A quick note on the Westfall Act

Another reason plaintiffs get routed away from a straight damages claim against a federal employee is the Westfall Act. For many state-law tort claims, it can require substituting the United States as the defendant, which effectively moves the case into the FTCA framework. Constitutional claims are different. The Westfall Act does not convert a constitutional claim into an FTCA claim, and it does not create a constitutional damages remedy where Bivens is unavailable.

None of these is a perfect substitute for damages. That is part of why Bivens remains so debated: it sits at the intersection of two instincts Americans hold simultaneously. Government officials should not be above the Constitution. And the power to create sweeping liability schemes is usually legislative.

How to think about Bivens in 2026

Bivens is best understood less as “the federal version of Section 1983” and more as a historical exception that survives in a few narrow pockets.

If you are trying to predict whether a Bivens claim might work, ask three practical questions:

  • Is the defendant a federal officer acting in an individual capacity?
  • Does the claim match one of the three recognized contexts closely?
  • Is there an alternative remedial scheme that a court might treat as a reason to hesitate?

If the answer to the second question is “not really,” modern doctrine usually ends the case before it begins.

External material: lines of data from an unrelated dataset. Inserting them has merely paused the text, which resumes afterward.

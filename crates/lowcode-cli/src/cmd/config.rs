use crate::output::print_json;
use anyhow::Context;
use clap::Subcommand;
use lowcode_core::config::{Config, WarnLevel};
use std::path::Path;

#[derive(Subcommand)]
pub enum ConfigSubcommand {
    /// Show the effective configuration
    Show,

    /// Validate the config for common mistakes
    Validate,
}

pub fn run(root: &Path, subcmd: ConfigSubcommand, json: bool) -> anyhow::Result<()> {
    match subcmd {
        ConfigSubcommand::Show => show(root, json),
        ConfigSubcommand::Validate => validate(root, json),
    }
}

fn show(root: &Path, json: bool) -> anyhow::Result<()> {
    let config = Config::load(root).context("failed to load config")?;
    if json {
        return print_json(&config);
    }
    println!("app_id:     {}", config.app_id);
    println!("base_url:   {}", config.base_url);
    println!("user_agent: {}", config.user_agent());
    match config.timeout() {
        Some(t) => println!("timeout:    {}s", t.as_secs()),
        None => println!("timeout:    none"),
    }
    Ok(())
}

fn validate(root: &Path, json: bool) -> anyhow::Result<()> {
    let config = Config::load(root).context("failed to load config")?;
    let warnings = config.validate();

    if json {
        print_json(&serde_json::json!({ "warnings": warnings }))?;
    } else if warnings.is_empty() {
        println!("Config is valid. No warnings.");
    } else {
        for w in &warnings {
            let prefix = match w.level {
                WarnLevel::Warning => "warning",
                WarnLevel::Error => "error",
            };
            println!("[{prefix}] {}", w.message);
        }
    }

    if warnings.iter().any(|w| w.level == WarnLevel::Error) {
        anyhow::bail!("config validation found errors");
    }
    Ok(())
}
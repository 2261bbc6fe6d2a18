//! Course title and description generation.
//!
//! Each helper makes one model call against a short preview of the text and
//! has a static fallback, so a model failure never blocks course creation.

use tracing::warn;

use crate::chapter::truncate_chars;
use crate::llm::TextGenerator;

/// Characters of text shown to the model when titling.
pub const TITLE_PREVIEW_CHARS: usize = 1000;
/// Characters of text shown to the model when describing.
pub const DESCRIPTION_PREVIEW_CHARS: usize = 2000;
pub const MAX_TITLE_CHARS: usize = 80;
pub const FALLBACK_DESCRIPTION: &str = "AI-generated course from uploaded document content.";

/// File name with its extension removed and `_`/`-` turned into spaces.
pub fn clean_file_name(file_name: &str) -> String {
    let stem = match file_name.rsplit_once('.') {
        Some((stem, _)) if !stem.is_empty() => stem,
        _ => file_name,
    };
    stem.replace(['_', '-'], " ").trim().to_string()
}

/// Generate a course title, falling back to the capitalized clean file name.
pub async fn generate_course_title(
    generator: &dyn TextGenerator,
    file_name: &str,
    text: &str,
) -> String {
    let clean_name = clean_file_name(file_name);
    let preview = truncate_chars(text, TITLE_PREVIEW_CHARS);
    let prompt = format!(
        "Given a document with filename \"{clean_name}\" and this text preview:\n\"{preview}\"\n\n\
         Generate a concise, professional course title (max {MAX_TITLE_CHARS} characters).\n\
         Return ONLY the title text, nothing else."
    );

    match generator.generate(&prompt).await {
        Ok(raw) => {
            let title = strip_quotes(&raw);
            if !title.is_empty() {
                return title.to_string();
            }
            warn!(file_name, "model returned an empty title, using file name");
        }
        Err(e) => warn!(file_name, error = %format!("{:#}", e), "title generation failed, using file name"),
    }
    capitalize(&clean_name)
}

/// Generate a 2-3 sentence course description, falling back to a fixed string.
pub async fn generate_course_description(generator: &dyn TextGenerator, text: &str) -> String {
    let preview = truncate_chars(text, DESCRIPTION_PREVIEW_CHARS);
    let prompt = format!(
        "Based on this text preview from an educational document:\n\"{preview}\"\n\n\
         Write a compelling 2-3 sentence course description.\n\
         Return ONLY the description text, nothing else."
    );

    match generator.generate(&prompt).await {
        Ok(raw) => {
            let description = strip_quotes(&raw);
            if !description.is_empty() {
                return description.to_string();
            }
            warn!("model returned an empty description, using default");
        }
        Err(e) => warn!(error = %format!("{:#}", e), "description generation failed, using default"),
    }
    FALLBACK_DESCRIPTION.to_string()
}

/// Trim, then drop one leading and one trailing `"` or `'`.
pub fn strip_quotes(raw: &str) -> &str {
    let s = raw.trim();
    let s = s.strip_prefix(['"', '\'']).unwrap_or(s);
    s.strip_suffix(['"', '\'']).unwrap_or(s).trim()
}

fn capitalize(s: &str) -> String {
    let mut chars = s.chars();
    match chars.next() {
        Some(first) => first.to_uppercase().chain(chars).collect(),
        None => String::new(),
    }
}
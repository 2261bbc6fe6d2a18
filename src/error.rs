//! Error taxonomy for the ingestion pipeline.
//!
//! [`IngestError`] is what callers of [`Ingestor::ingest`](crate::ingest::Ingestor::ingest)
//! see: every variant is terminal for the request. [`ChapteringError`] stays
//! inside the chaptering engine and is always absorbed by the fallback chunker.

use thiserror::Error;

/// Terminal ingestion failure.
#[derive(Debug, Error)]
pub enum IngestError {
    #[error("Unsupported file format: \"{0}\". Supported formats: PDF, TXT, EPUB")]
    UnsupportedFormat(String),

    #[error("File too large: {size} bytes (limit {limit} bytes)")]
    FileTooLarge { size: u64, limit: u64 },

    #[error("{0}")]
    EmptyOrUnreadable(String),

    #[error("Could not extract meaningful text from PDF. It may be a scanned/image-based PDF.")]
    ScannedDocument,

    #[error("{0}")]
    ExtractionFailed(String),

    #[error("Failed to save course: {0}")]
    PersistenceFailed(String),
}

impl IngestError {
    /// True when the cause is the upload itself (wrong type, too big, no text).
    pub fn is_client_error(&self) -> bool {
        !matches!(
            self,
            IngestError::ExtractionFailed(_) | IngestError::PersistenceFailed(_)
        )
    }

    /// Machine-readable code for API responses.
    pub fn code(&self) -> &'static str {
        match self {
            IngestError::UnsupportedFormat(_) => "unsupported_format",
            IngestError::FileTooLarge { .. } => "file_too_large",
            IngestError::EmptyOrUnreadable(_) => "empty_or_unreadable",
            IngestError::ScannedDocument => "scanned_document",
            IngestError::ExtractionFailed(_) => "extraction_failed",
            IngestError::PersistenceFailed(_) => "persistence_failed",
        }
    }
}

/// Why the AI chaptering path produced nothing usable.
#[derive(Debug, Error)]
pub enum ChapteringError {
    /// The model call itself failed (network, auth, provider error).
    #[error("model call failed: {0}")]
    Model(String),

    /// The model answered, but not with a non-empty JSON array.
    #[error("AI returned invalid chapter structure: {0}")]
    InvalidStructure(String),

    /// Valid JSON, but every chapter failed validation.
    #[error("No valid chapters generated from AI analysis")]
    NoValidChapters,
}
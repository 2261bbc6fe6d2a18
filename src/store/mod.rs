//! Content store abstraction.
//!
//! The [`CourseStore`] trait is the ingestion pipeline's only persistence
//! seam: [`save`](CourseStore::save) is called once per successful ingestion,
//! and the read methods back the CLI and HTTP views. The store, not the
//! pipeline, assigns course and chapter identifiers.
//!
//! Implementations must be `Send + Sync` to work with async runtimes.

pub mod memory;

use anyhow::Result;
use async_trait::async_trait;

use crate::models::{ChapterDetail, Course, CourseDetail, CourseListItem};

pub use memory::InMemoryStore;

/// Durable storage for ingested courses.
///
/// # Operations
///
/// | Method | Purpose |
/// |--------|---------|
/// | [`save`](CourseStore::save) | Persist a course and its chapters, returning the new course ID |
/// | [`list_courses`](CourseStore::list_courses) | An uploader's courses, newest first |
/// | [`get_course`](CourseStore::get_course) | Course metadata plus chapter listing |
/// | [`get_chapter`](CourseStore::get_chapter) | Full chapter content with previous/next IDs |
#[async_trait]
pub trait CourseStore: Send + Sync {
    /// Persist `course` atomically and return its newly assigned ID.
    async fn save(&self, course: &Course) -> Result<String>;

    /// All courses uploaded by `uploader_id`, newest first.
    async fn list_courses(&self, uploader_id: &str) -> Result<Vec<CourseListItem>>;

    /// A course with its chapters ordered by chapter number.
    async fn get_course(&self, course_id: &str) -> Result<Option<CourseDetail>>;

    /// One chapter of a course. `None` if either ID is unknown.
    async fn get_chapter(&self, course_id: &str, chapter_id: &str)
        -> Result<Option<ChapterDetail>>;
}

/// Previous and next IDs around position `index` of `ids`.
pub(crate) fn neighbours(ids: &[String], index: usize) -> (Option<String>, Option<String>) {
    let previous = index.checked_sub(1).and_then(|i| ids.get(i)).cloned();
    let next = ids.get(index + 1).cloned();
    (previous, next)
}

#[cfg(test)]
mod tests {
    use super::*;

    #[test]
    fn neighbours_at_edges() {
        let ids: Vec<String> = ["a", "b", "c"].iter().map(|s| s.to_string()).collect();
        assert_eq!(neighbours(&ids, 0), (None, Some("b".to_string())));
        assert_eq!(
            neighbours(&ids, 1),
            (Some("a".to_string()), Some("c".to_string()))
        );
        assert_eq!(neighbours(&ids, 2), (Some("b".to_string()), None));
    }
}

Limitations in plain terms

Even a potentially valid claim can be lost to timing. Bivens claims generally borrow the forum state’s personal-injury statute of limitations, and federal law governs when the claim accrues (usually when the plaintiff knew or should have known of the injury). The practical takeaway is simple: deadlines can be short, and delay can be fatal.

The deeper tension

Bivens is not just a technical lawsuit label. It reflects a recurring constitutional argument about how rights become real.

The Constitution limits government power. But a right without an enforceable remedy can become a right on paper only. Bivens was an attempt by the Court to prevent that hollowing out, at least in a classic Fourth Amendment scenario.

Today, the Court’s posture has shifted toward restraint: if Congress wants broader damages remedies against federal officials, Congress should say so. Until it does, Bivens remains what it has largely become in modern federal courts: a narrow bridge that many plaintiffs can see, but few can cross.